40Profile: Adam Shostack
One of my first encounters with Adam Shostack was at Microsoft when he was driving a new way of thinking around a type of problem. In this specific case, it was how to defeat the Conficker worm (https://en.wikipedia.org/wiki/Conficker
). Conficker was a particularly nasty malware program that first appeared at the end of 2008. It had several ways of spreading (such as “vectors”), including guessing at weakly password‐protected file shares, a desktop.ini trick, patched software vulnerabilities, and via USB drives using Windows’s built‐in Autorun feature. Conficker was infecting millions of machines a year and was showing no signs of abating. Anti‐malware vendors were readily detecting it and Microsoft had put out several articles on how to stop it from spreading, but it was still prolific.
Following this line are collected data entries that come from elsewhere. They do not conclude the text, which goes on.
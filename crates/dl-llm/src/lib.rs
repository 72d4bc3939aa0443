#![forbid(unsafe_code)]

//! Provider calls that turn a plain-language description into Mermaid
//! source.
//!
//! Four providers sit behind one contract: OpenAI, OpenRouter and custom
//! endpoints speak chat completions, Gemini speaks generate-content. Every
//! call runs under a timeout and an optional caller cancel token, failures
//! are classified by [`dl_core::FailureKind`], and an empty completion is
//! retried exactly once.

pub mod call;
pub mod error;
mod fence;
pub mod models;
pub mod request;
pub mod response;
pub mod transport;

pub use call::{
    CallOptions, CallOutcome, CancelHandle, CancelToken, GENERATION_TIMEOUT, PROBE_TIMEOUT, ProbeReport,
    SYSTEM_PROMPT, call_once, cancel_pair, generate, probe,
};
pub use error::{CallError, CancelReason, PREFLIGHT_THRESHOLD, TransportError};
pub use fence::strip_code_fence;
pub use models::{MODEL_LIST_LIMIT, ModelInfo, filter_models, fuzzy_match, list_openrouter_models};
pub use request::{GenerationParams, Prompt, build_request};
pub use transport::{HttpRequest, HttpResponse, Method, ReqwestTransport, Transport};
Shostack proposed using data analysis to look at the problem. He and Microsoft started looking at which attack vectors were allowing Conficker to spread the most. Our initial assumption had been that most of the people being infected had not applied a long‐available patch. And that was indeed one of the most popular vectors early on. But now, nearly two years later, Shostack found out that it was largely due to infected USB keys. Using his collected data, he proposed that Microsoft disable the Autorun feature, which was a huge decision. It meant changing the way Windows worked and was going to force all users, infected or not, to now do something extra to make executables ...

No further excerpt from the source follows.